RE: Securing yourself adequately for today.... and a better model for tomorrow
This page:
https://security-center.intel.com/advisory.aspx?intelid=INTEL-SA-00075&languageid=en-fr
Clearly states:
This vulnerability does not exist on Intel-based consumer PCs.
Now while I agree, effort should be made to triple-check that is the case, by following these detection methods.
We should make note that it primarily affects Intel-based PC/Laptops that advertise vPro technology (look at the above link I posted for sample images) and even then, vPro must be enabled in the BIOS.
Typically you'd find this in "enterprise" quality PC's... for instance those that are issued by Banks, Insurance Companies, and other Large Corporations to their employees.

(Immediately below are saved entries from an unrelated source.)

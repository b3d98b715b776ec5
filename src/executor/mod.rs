//! Probe execution engine
//!
//! This module contains the concurrent core of the server:
//! - A fixed worker pool that performs dial attempts with bounded concurrency
//! - The per-target aggregator that fans attempts out and reduces them
//! - The batch coordinator that probes many targets in parallel

pub mod aggregator;
pub mod batch;
pub mod pool;

pub use aggregator::ProbeAggregator;
pub use batch::BatchCoordinator;
pub use pool::{ProbeJob, WorkerPool};

use crate::error::{AppError, Result};
use crate::models::Config;
use serde::{Deserialize, Serialize};
use std::time::Duration;

/// Execution parameters shared by the pool and the aggregator
#[derive(Debug, Clone, PartialEq, Serialize, Deserialize)]
pub struct ExecutionConfig {
    /// Number of pool workers, and so the maximum of concurrent dials
    pub worker_count: usize,
    /// Dial attempts per probed target
    pub attempts_per_probe: u32,
    /// Timeout for a single dial
    pub dial_timeout: Duration,
}

impl Default for ExecutionConfig {
    fn default() -> Self {
        Self {
            worker_count: crate::defaults::DEFAULT_WORKER_COUNT as usize,
            attempts_per_probe: crate::defaults::DEFAULT_ATTEMPTS,
            dial_timeout: crate::defaults::DEFAULT_DIAL_TIMEOUT,
        }
    }
}

impl ExecutionConfig {
    pub fn validate(&self) -> Result<()> {
        if self.worker_count == 0 {
            return Err(AppError::config("Worker count must be greater than 0"));
        }
        if self.attempts_per_probe == 0 {
            return Err(AppError::config("Attempts per probe must be greater than 0"));
        }
        if self.dial_timeout.is_zero() {
            return Err(AppError::config("Dial timeout must be greater than 0"));
        }
        Ok(())
    }
}

impl From<&Config> for ExecutionConfig {
    fn from(config: &Config) -> Self {
        Self {
            worker_count: config.worker_count as usize,
            attempts_per_probe: config.attempts,
            dial_timeout: config.dial_timeout(),
        }
    }
}

#[cfg(test)]
mod comprehensive_tests;

#[cfg(test)]
mod tests {
    use super::*;

    #[test]
    fn test_execution_config_from_config() {
        let config = Config {
            attempts: 7,
            worker_count: 3,
            timeout_ms: 150,
            ..Default::default()
        };

        let exec_config = ExecutionConfig::from(&config);
        assert_eq!(exec_config.worker_count, 3);
        assert_eq!(exec_config.attempts_per_probe, 7);
        assert_eq!(exec_config.dial_timeout, Duration::from_millis(150));
        assert!(exec_config.validate().is_ok());
    }

    #[test]
    fn test_execution_config_defaults() {
        let exec_config = ExecutionConfig::default();
        assert_eq!(exec_config.worker_count, 32);
        assert_eq!(exec_config.attempts_per_probe, 5);
        assert_eq!(exec_config.dial_timeout, Duration::from_secs(2));
    }

    #[test]
    fn test_execution_config_validation() {
        let zero_workers = ExecutionConfig { worker_count: 0, ..Default::default() };
        assert!(zero_workers.validate().is_err());

        let zero_attempts = ExecutionConfig { attempts_per_probe: 0, ..Default::default() };
        assert!(zero_attempts.validate().is_err());

        let zero_timeout = ExecutionConfig { dial_timeout: Duration::ZERO, ..Default::default() };
        assert!(zero_timeout.validate().is_err());
    }
}
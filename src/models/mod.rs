//! Data models and structures for the tcping server

pub mod config;
pub mod probe;

// Re-export main model types
pub use config::Config;
pub use probe::{parse_batch, ProbeOutcome, ProbeSummary, ProbeTarget};
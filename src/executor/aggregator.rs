//! Per-target probing: fan attempts out to the pool, reduce the outcomes

use crate::executor::{ExecutionConfig, WorkerPool};
use crate::logging::ProbeLogger;
use crate::models::{ProbeSummary, ProbeTarget};
use crate::stats::ProbeStatistics;
use std::time::Instant;
use tokio::sync::mpsc;

/// Runs the configured number of attempts against one target
#[derive(Clone)]
pub struct ProbeAggregator {
    pool: WorkerPool,
    attempts: u32,
    logger: Option<ProbeLogger>,
}

impl ProbeAggregator {
    pub fn new(pool: WorkerPool, config: &ExecutionConfig) -> Self {
        Self {
            pool,
            attempts: config.attempts_per_probe,
            logger: None,
        }
    }

    pub fn with_logger(mut self, logger: ProbeLogger) -> Self {
        self.logger = Some(logger);
        self
    }

    pub fn attempts(&self) -> u32 {
        self.attempts
    }

    /// Probe `target` and summarize its attempts.
    ///
    /// Each attempt is submitted to the pool independently. Outcomes are
    /// gathered in whatever order they finish; an attempt the pool could not
    /// take counts as a failure.
    pub async fn probe(&self, target: &ProbeTarget) -> ProbeSummary {
        let start = Instant::now();

        // Room for every outcome, so workers never wait on this probe
        let (reply, mut outcomes) = mpsc::channel(self.attempts.max(1) as usize);

        for _ in 0..self.attempts {
            if self.pool.submit(target.clone(), reply.clone()).await.is_err() {
                break;
            }
        }
        drop(reply);

        let mut stats = ProbeStatistics::new();
        while let Some(outcome) = outcomes.recv().await {
            stats.record(&outcome);
        }
        for _ in stats.attempts..self.attempts {
            stats.record_missing();
        }

        if let Some(logger) = &self.logger {
            logger.log_probe(target, &stats, start.elapsed()).await;
        }

        stats.into_summary(target.clone())
    }
}
//! .env file loading

use crate::error::{AppError, Result};
use std::path::Path;

/// Loads `.env` files into the process environment
pub struct EnvManager;

impl EnvManager {
    /// Load .env from the working directory if it exists
    pub fn load_env_file(debug: bool) -> Result<()> {
        Self::load_env_file_from(Path::new(".env"), debug)
    }

    /// Load a specific env file if it exists.
    ///
    /// Variables already present in the process environment win over the file.
    pub fn load_env_file_from(path: &Path, debug: bool) -> Result<()> {
        if path.exists() {
            dotenv::from_path(path)
                .map_err(|e| AppError::config(format!("Failed to load {}: {}", path.display(), e)))?;

            if debug {
                println!("Loaded configuration from {}", path.display());
            }
        } else if debug {
            println!("No {} file found, using defaults and CLI arguments", path.display());
        }

        Ok(())
    }
}
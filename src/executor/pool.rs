//! Fixed-size pool of dial workers
//!
//! Every outbound connection attempt in the process goes through one
//! [`WorkerPool`]. Admission is gated by a semaphore holding one permit per
//! worker: `submit` waits for a permit before enqueueing, and the permit
//! travels with the job until its dial has finished. At most `worker_count`
//! dials are therefore in flight at any time, and a submitter blocks while
//! all workers are busy.

use crate::dialer::Dialer;
use crate::error::{AppError, Result};
use crate::executor::ExecutionConfig;
use crate::logging::NetworkLogger;
use crate::models::{ProbeOutcome, ProbeTarget};
use std::sync::Arc;
use std::time::Duration;
use tokio::sync::{mpsc, Mutex, OwnedSemaphorePermit, Semaphore};
use tokio::sync::mpsc::error::TrySendError;

/// One dial attempt waiting for a worker
pub struct ProbeJob {
    target: ProbeTarget,
    reply: mpsc::Sender<ProbeOutcome>,
    _permit: OwnedSemaphorePermit,
}

impl ProbeJob {
    pub fn target(&self) -> &ProbeTarget {
        &self.target
    }
}

/// Handle to the shared worker pool
///
/// Cloning is cheap; all clones feed the same workers. The workers stop once
/// every handle has been dropped and the queue is drained.
#[derive(Clone)]
pub struct WorkerPool {
    sender: mpsc::Sender<ProbeJob>,
    admission: Arc<Semaphore>,
    worker_count: usize,
}

impl WorkerPool {
    /// Spawn `worker_count` workers on the current runtime
    pub fn start(
        config: &ExecutionConfig,
        dialer: Arc<dyn Dialer>,
        logger: Option<NetworkLogger>,
    ) -> Result<Self> {
        config.validate()?;

        let (sender, receiver) = mpsc::channel::<ProbeJob>(config.worker_count);
        let receiver = Arc::new(Mutex::new(receiver));

        for _ in 0..config.worker_count {
            tokio::spawn(run_worker(
                Arc::clone(&receiver),
                Arc::clone(&dialer),
                config.dial_timeout,
                logger.clone(),
            ));
        }

        Ok(Self {
            sender,
            admission: Arc::new(Semaphore::new(config.worker_count)),
            worker_count: config.worker_count,
        })
    }

    /// Queue one dial attempt for `target`.
    ///
    /// Waits until a worker is free. The outcome is delivered on `reply`.
    pub async fn submit(&self, target: ProbeTarget, reply: mpsc::Sender<ProbeOutcome>) -> Result<()> {
        let permit = Arc::clone(&self.admission)
            .acquire_owned()
            .await
            .map_err(|_| AppError::internal("Worker pool admission closed"))?;

        let job = ProbeJob {
            target,
            reply,
            _permit: permit,
        };

        self.sender
            .send(job)
            .await
            .map_err(|_| AppError::internal("Worker pool is shut down"))
    }

    pub fn worker_count(&self) -> usize {
        self.worker_count
    }

    /// Workers not currently reserved by a queued or running job
    pub fn idle_workers(&self) -> usize {
        self.admission.available_permits()
    }
}

async fn run_worker(
    receiver: Arc<Mutex<mpsc::Receiver<ProbeJob>>>,
    dialer: Arc<dyn Dialer>,
    dial_timeout: Duration,
    logger: Option<NetworkLogger>,
) {
    loop {
        let job = {
            let mut receiver = receiver.lock().await;
            receiver.recv().await
        };

        let Some(job) = job else {
            break;
        };

        let outcome = dialer.dial(&job.target, dial_timeout).await;

        // The reply channel is sized to the probe's attempts, so this never waits
        match job.reply.try_send(outcome) {
            Ok(()) => {}
            Err(TrySendError::Closed(_)) | Err(TrySendError::Full(_)) => {
                if let Some(logger) = &logger {
                    logger.log_undelivered(&job.target).await;
                }
            }
        }
        // Dropping the job releases its admission permit
    }
}
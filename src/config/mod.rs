//! Configuration management module

pub mod env;
pub mod parser;
pub mod validation;

// Re-export main functionality
pub use env::EnvManager;
pub use parser::{display_config_summary, load_config, ConfigParser};
pub use validation::{validate_config, ConfigValidator, ValidationLevel, ValidationWarning};

// Re-export from models for convenience
pub use crate::models::Config;

/// Process environment is global; tests touching it take this lock
#[cfg(test)]
pub(crate) mod tests_support {
    use std::sync::Mutex;

    pub static ENV_LOCK: Mutex<()> = Mutex::new(());

    pub fn clear_env() {
        for name in [
            "TCPING_BIND",
            "TCPING_PORT",
            "TCPING_ATTEMPTS",
            "TCPING_WORKERS",
            "TCPING_TIMEOUT_MS",
            "TCPING_TOKEN",
            "TCPING_ENABLE_COLOR",
        ] {
            std::env::remove_var(name);
        }
    }
}
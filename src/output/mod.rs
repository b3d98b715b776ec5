//! Output formatting
//!
//! Two audiences are served here:
//! - HTTP clients, who receive [`PingResult`] documents as JSON
//! - The operator's terminal, which gets a startup banner

mod banner;

pub use banner::StartupBanner;

use crate::error::Result;
use crate::models::ProbeSummary;
use serde::{Deserialize, Serialize};

/// Response document for one probed target
#[derive(Debug, Clone, PartialEq, Serialize, Deserialize)]
pub struct PingResult {
    pub success: bool,
    #[serde(skip_serializing_if = "Option::is_none")]
    pub data: Option<PingData>,
}

/// Target details and measurements inside a [`PingResult`]
///
/// `ping` and `loss` are pre-formatted with exactly two decimals and are
/// only present when at least one attempt succeeded.
#[derive(Debug, Clone, PartialEq, Serialize, Deserialize)]
pub struct PingData {
    pub host: String,
    pub port: String,
    #[serde(skip_serializing_if = "Option::is_none")]
    pub ping: Option<String>,
    #[serde(skip_serializing_if = "Option::is_none")]
    pub loss: Option<String>,
}

impl From<&ProbeSummary> for PingResult {
    fn from(summary: &ProbeSummary) -> Self {
        Self {
            success: summary.success,
            data: Some(PingData {
                host: summary.target.host().to_string(),
                port: summary.target.port().to_string(),
                ping: summary.average_latency_ms.map(format_millis),
                loss: summary.loss_percent.map(format_millis),
            }),
        }
    }
}

impl From<ProbeSummary> for PingResult {
    fn from(summary: ProbeSummary) -> Self {
        Self::from(&summary)
    }
}

/// Format a measurement with two decimals, e.g. `11.00`
pub fn format_millis(value: f64) -> String {
    format!("{:.2}", value)
}

/// Serialize one result as a JSON document
pub fn render_single(summary: &ProbeSummary) -> Result<String> {
    Ok(serde_json::to_string(&PingResult::from(summary))?)
}

/// Serialize batch results as a JSON array, in the order given
pub fn render_batch(summaries: &[ProbeSummary]) -> Result<String> {
    let results: Vec<PingResult> = summaries.iter().map(PingResult::from).collect();
    Ok(serde_json::to_string(&results)?)
}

Consumer-grade Intel computers (the cheap ones you buy at Walmart and Best Buy) typically don't have this vPro BIOS setting, but I recommend you check your system anyway.
See the shit about the JTAG above?
No man, it's EVERYTHING.
Remember: CORPORATIONS HAVE INCENTIVE TO LIE!
The reason I said that, is they ask you in the document to look for the service in Windows 7 as this:
"Look for the Intel Management & Security Application User Notification Service"
(Which I didn't find) but luckily for me, step 2 was discovering I'm running an AMD cpu, so bonus for me.. and that's probably why I didn't find that Windows Service running.
BTW, I stopped trusting Intel after this:
https://www.wired.com/1999/01/intel-on-privacy-whoops/
About 18 years ago Intel was giving each CPU a serial number which could be found by the operating system and software installed, which means your privacy was gone. That's probably when AMD did it's best year of business, because they weren't stupid enough to thwart their customer's privacy with a "new feature".
Every since then I didn't trust Intel, and I still don't. Obviously Intel hasn't learned their lesson yet...
As for me, I am quite certain my machine is effected.
And as for cheap machines, I am certain that they simply haven't found the interfaces used to hack the proletariat and steal their thoughts.
Would you agree, this is more Windows / BIOS based, and less Linux?